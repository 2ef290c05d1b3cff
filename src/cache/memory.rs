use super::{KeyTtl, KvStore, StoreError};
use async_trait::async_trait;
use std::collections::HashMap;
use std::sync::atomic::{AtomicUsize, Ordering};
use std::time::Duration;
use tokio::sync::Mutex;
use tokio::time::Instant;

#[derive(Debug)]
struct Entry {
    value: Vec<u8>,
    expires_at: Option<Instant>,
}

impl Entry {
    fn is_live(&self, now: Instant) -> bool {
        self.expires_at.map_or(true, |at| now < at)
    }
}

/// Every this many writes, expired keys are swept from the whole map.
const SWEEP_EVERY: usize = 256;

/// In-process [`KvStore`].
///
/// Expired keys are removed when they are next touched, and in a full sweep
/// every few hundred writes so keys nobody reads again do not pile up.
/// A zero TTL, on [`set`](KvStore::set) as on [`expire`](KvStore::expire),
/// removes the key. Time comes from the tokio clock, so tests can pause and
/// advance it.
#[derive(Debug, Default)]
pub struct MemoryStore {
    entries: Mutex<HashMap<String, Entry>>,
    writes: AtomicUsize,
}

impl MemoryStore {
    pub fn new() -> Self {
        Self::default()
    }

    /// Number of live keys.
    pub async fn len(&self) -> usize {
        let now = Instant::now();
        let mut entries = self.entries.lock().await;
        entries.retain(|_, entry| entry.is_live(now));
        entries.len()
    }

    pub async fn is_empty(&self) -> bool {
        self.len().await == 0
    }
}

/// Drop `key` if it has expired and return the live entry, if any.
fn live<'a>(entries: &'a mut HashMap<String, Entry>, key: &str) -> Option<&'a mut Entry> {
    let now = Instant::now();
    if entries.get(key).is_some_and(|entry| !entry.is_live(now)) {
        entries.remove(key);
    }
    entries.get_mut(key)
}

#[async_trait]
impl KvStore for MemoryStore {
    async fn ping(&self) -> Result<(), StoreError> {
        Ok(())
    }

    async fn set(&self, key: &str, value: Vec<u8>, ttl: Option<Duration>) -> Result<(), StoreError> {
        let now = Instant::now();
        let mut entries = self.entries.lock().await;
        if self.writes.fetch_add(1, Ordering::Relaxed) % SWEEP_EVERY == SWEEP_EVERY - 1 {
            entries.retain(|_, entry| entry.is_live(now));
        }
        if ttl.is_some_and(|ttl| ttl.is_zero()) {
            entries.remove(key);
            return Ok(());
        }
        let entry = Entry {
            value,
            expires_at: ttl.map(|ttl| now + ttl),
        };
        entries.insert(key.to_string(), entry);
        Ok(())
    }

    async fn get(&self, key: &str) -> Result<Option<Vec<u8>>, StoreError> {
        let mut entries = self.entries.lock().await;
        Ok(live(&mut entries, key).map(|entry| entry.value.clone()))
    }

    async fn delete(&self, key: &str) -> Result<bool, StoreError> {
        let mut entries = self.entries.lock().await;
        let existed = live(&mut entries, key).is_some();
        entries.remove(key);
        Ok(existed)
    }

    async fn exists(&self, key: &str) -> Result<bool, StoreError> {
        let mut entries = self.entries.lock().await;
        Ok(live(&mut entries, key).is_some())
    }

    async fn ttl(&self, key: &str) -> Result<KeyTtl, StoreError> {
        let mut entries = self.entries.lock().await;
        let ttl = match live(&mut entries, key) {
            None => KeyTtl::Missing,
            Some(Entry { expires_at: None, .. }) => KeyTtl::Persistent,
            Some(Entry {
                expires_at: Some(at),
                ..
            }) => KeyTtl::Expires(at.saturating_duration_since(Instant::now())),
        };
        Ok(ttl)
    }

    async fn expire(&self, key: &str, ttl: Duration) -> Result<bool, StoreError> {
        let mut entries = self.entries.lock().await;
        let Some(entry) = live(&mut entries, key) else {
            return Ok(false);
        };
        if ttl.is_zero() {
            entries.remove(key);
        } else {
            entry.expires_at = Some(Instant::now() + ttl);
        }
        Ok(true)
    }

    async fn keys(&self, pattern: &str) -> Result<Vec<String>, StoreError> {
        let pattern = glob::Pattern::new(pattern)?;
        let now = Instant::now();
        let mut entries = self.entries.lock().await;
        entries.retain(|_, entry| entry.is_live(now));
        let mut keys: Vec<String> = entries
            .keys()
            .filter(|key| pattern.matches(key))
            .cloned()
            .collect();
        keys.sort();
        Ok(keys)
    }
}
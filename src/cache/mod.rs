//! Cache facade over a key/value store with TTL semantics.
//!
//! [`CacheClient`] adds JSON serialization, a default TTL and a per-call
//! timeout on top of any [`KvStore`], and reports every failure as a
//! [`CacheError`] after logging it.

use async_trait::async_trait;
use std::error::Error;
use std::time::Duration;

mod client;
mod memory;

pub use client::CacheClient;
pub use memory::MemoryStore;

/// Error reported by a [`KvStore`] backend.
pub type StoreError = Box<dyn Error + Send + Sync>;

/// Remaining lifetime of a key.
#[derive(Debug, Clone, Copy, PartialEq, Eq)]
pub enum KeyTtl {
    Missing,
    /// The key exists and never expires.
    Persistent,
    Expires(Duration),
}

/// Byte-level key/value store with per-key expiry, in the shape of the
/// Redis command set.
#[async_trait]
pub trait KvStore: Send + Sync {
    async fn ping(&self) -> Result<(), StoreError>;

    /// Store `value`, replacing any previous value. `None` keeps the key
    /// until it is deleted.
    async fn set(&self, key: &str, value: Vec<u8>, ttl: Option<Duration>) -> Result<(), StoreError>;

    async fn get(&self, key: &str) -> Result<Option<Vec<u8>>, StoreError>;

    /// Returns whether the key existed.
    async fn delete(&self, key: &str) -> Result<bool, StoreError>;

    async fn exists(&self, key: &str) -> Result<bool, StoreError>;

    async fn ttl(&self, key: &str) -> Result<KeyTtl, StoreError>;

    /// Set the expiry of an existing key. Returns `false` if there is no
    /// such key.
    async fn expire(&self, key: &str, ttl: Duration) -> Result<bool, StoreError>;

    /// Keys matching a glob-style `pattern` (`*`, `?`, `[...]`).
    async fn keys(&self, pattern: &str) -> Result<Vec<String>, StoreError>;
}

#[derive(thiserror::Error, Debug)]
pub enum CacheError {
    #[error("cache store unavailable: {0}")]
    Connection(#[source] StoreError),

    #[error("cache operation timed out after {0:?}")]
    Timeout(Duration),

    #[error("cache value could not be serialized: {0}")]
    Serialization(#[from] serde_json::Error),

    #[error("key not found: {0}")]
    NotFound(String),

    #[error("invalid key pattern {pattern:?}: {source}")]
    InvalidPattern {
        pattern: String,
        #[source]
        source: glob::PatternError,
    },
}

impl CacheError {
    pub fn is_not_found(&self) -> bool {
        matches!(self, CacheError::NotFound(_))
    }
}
===============
Aim of the task:
Each line of the data must be returned exactly.

Exercise answer:
repository 2ef290c05d1b3cff
filename src/cache/memory.rs
use super::{KeyTtl, KvStore, StoreError};
use async_trait::async_trait;
use std::collections::HashMap;
use std::sync::atomic::{AtomicUsize, Ordering};
use std::time::Duration;
use tokio::sync::Mutex;
use tokio::time::Instant;

#[derive(Debug)]
struct Entry {
    value: Vec<u8>,
    expires_at: Option<Instant>,
}

impl Entry {
    fn is_live(&self, now: Instant) -> bool {
        self.expires_at.map_or(true, |at| now < at)
    }
}

/// Every this many writes, expired keys are swept from the whole map.
const SWEEP_EVERY: usize = 256;

/// In-process [`KvStore`].
///
/// Expired keys are removed when they are next touched, and in a full sweep
/// every few hundred writes so keys nobody reads again do not pile up.
/// A zero TTL, on [`set`](KvStore::set) as on [`expire`](KvStore::expire),
/// removes the key. Time comes from the tokio clock, so tests can pause and
/// advance it.
#[derive(Debug, Default)]
pub struct MemoryStore {
    entries: Mutex<HashMap<String, Entry>>,
    writes: AtomicUsize,
}

impl MemoryStore {
    pub fn new() -> Self {
        Self::default()
    }

    /// Number of live keys.
    pub async fn len(&self) -> usize {
        let now = Instant::now();
        let mut entries = self.entries.lock().await;
        entries.retain(|_, entry| entry.is_live(now));
        entries.len()
    }

    pub async fn is_empty(&self) -> bool {
        self.len().await == 0
    }
}

/// Drop `key` if it has expired and return the live entry, if any.
fn live<'a>(entries: &'a mut HashMap<String, Entry>, key: &str) -> Option<&'a mut Entry> {
    let now = Instant::now();
    if entries.get(key).is_some_and(|entry| !entry.is_live(now)) {
        entries.remove(key);
    }
    entries.get_mut(key)
}

#[async_trait]
impl KvStore for MemoryStore {
    async fn ping(&self) -> Result<(), StoreError> {
        Ok(())
    }

    async fn set(&self, key: &str, value: Vec<u8>, ttl: Option<Duration>) -> Result<(), StoreError> {
        let now = Instant::now();
        let mut entries = self.entries.lock().await;
        if self.writes.fetch_add(1, Ordering::Relaxed) % SWEEP_EVERY == SWEEP_EVERY - 1 {
            entries.retain(|_, entry| entry.is_live(now));
        }
        if ttl.is_some_and(|ttl| ttl.is_zero()) {
            entries.remove(key);
            return Ok(());
        }
        let entry = Entry {
            value,
            expires_at: ttl.map(|ttl| now + ttl),
        };
        entries.insert(key.to_string(), entry);
        Ok(())
    }

    async fn get(&self, key: &str) -> Result<Option<Vec<u8>>, StoreError> {
        let mut entries = self.entries.lock().await;
        Ok(live(&mut entries, key).map(|entry| entry.value.clone()))
    }

    async fn delete(&self, key: &str) -> Result<bool, StoreError> {
        let mut entries = self.entries.lock().await;
        let existed = live(&mut entries, key).is_some();
        entries.remove(key);
        Ok(existed)
    }

    async fn exists(&self, key: &str) -> Result<bool, StoreError> {
        let mut entries = self.entries.lock().await;
        Ok(live(&mut entries, key).is_some())
    }

    async fn ttl(&self, key: &str) -> Result<KeyTtl, StoreError> {
        let mut entries = self.entries.lock().await;
        let ttl = match live(&mut entries, key) {
            None => KeyTtl::Missing,
            Some(Entry { expires_at: None, .. }) => KeyTtl::Persistent,
            Some(Entry {
                expires_at: Some(at),
                ..
            }) => KeyTtl::Expires(at.saturating_duration_since(Instant::now())),
        };
        Ok(ttl)
    }

    async fn expire(&self, key: &str, ttl: Duration) -> Result<bool, StoreError> {
        let mut entries = self.entries.lock().await;
        let Some(entry) = live(&mut entries, key) else {
            return Ok(false);
        };
        if ttl.is_zero() {
            entries.remove(key);
        } else {
            entry.expires_at = Some(Instant::now() + ttl);
        }
        Ok(true)
    }

    async fn keys(&self, pattern: &str) -> Result<Vec<String>, StoreError> {
        let pattern = glob::Pattern::new(pattern)?;
        let now = Instant::now();
        let mut entries = self.entries.lock().await;
        entries.retain(|_, entry| entry.is_live(now));
        let mut keys: Vec<String> = entries
            .keys()
            .filter(|key| pattern.matches(key))
            .cloned()
            .collect();
        keys.sort();
        Ok(keys)
    }
}
filename src/cache/mod.rs
//! Cache facade over a key/value store with TTL semantics.
//!
//! [`CacheClient`] adds JSON serialization, a default TTL and a per-call
//! timeout on top of any [`KvStore`], and reports every failure as a
//! [`CacheError`] after logging it.

use async_trait::async_trait;
use std::error::Error;
use std::time::Duration;

mod client;
mod memory;

pub use client::CacheClient;
pub use memory::MemoryStore;

/// Error reported by a [`KvStore`] backend.
pub type StoreError = Box<dyn Error + Send + Sync>;

/// Remaining lifetime of a key.
#[derive(Debug, Clone, Copy, PartialEq, Eq)]
pub enum KeyTtl {
    Missing,
    /// The key exists and never expires.
    Persistent,
    Expires(Duration),
}

/// Byte-level key/value store with per-key expiry, in the shape of the
/// Redis command set.
#[async_trait]
pub trait KvStore: Send + Sync {
    async fn ping(&self) -> Result<(), StoreError>;

    /// Store `value`, replacing any previous value. `None` keeps the key
    /// until it is deleted.
    async fn set(&self, key: &str, value: Vec<u8>, ttl: Option<Duration>) -> Result<(), StoreError>;

    async fn get(&self, key: &str) -> Result<Option<Vec<u8>>, StoreError>;

    /// Returns whether the key existed.
    async fn delete(&self, key: &str) -> Result<bool, StoreError>;

    async fn exists(&self, key: &str) -> Result<bool, StoreError>;

    async fn ttl(&self, key: &str) -> Result<KeyTtl, StoreError>;

    /// Set the expiry of an existing key. Returns `false` if there is no
    /// such key.
    async fn expire(&self, key: &str, ttl: Duration) -> Result<bool, StoreError>;

    /// Keys matching a glob-style `pattern` (`*`, `?`, `[...]`).
    async fn keys(&self, pattern: &str) -> Result<Vec<String>, StoreError>;
}

#[derive(thiserror::Error, Debug)]
pub enum CacheError {
    #[error("cache store unavailable: {0}")]
    Connection(#[source] StoreError),

    #[error("cache operation timed out after {0:?}")]
    Timeout(Duration),

    #[error("cache value could not be serialized: {0}")]
    Serialization(#[from] serde_json::Error),

    #[error("key not found: {0}")]
    NotFound(String),

    #[error("invalid key pattern {pattern:?}: {source}")]
    InvalidPattern {
        pattern: String,
        #[source]
        source: glob::PatternError,
    },
}

impl CacheError {
    pub fn is_not_found(&self) -> bool {
        matches!(self, CacheError::NotFound(_))
    }
}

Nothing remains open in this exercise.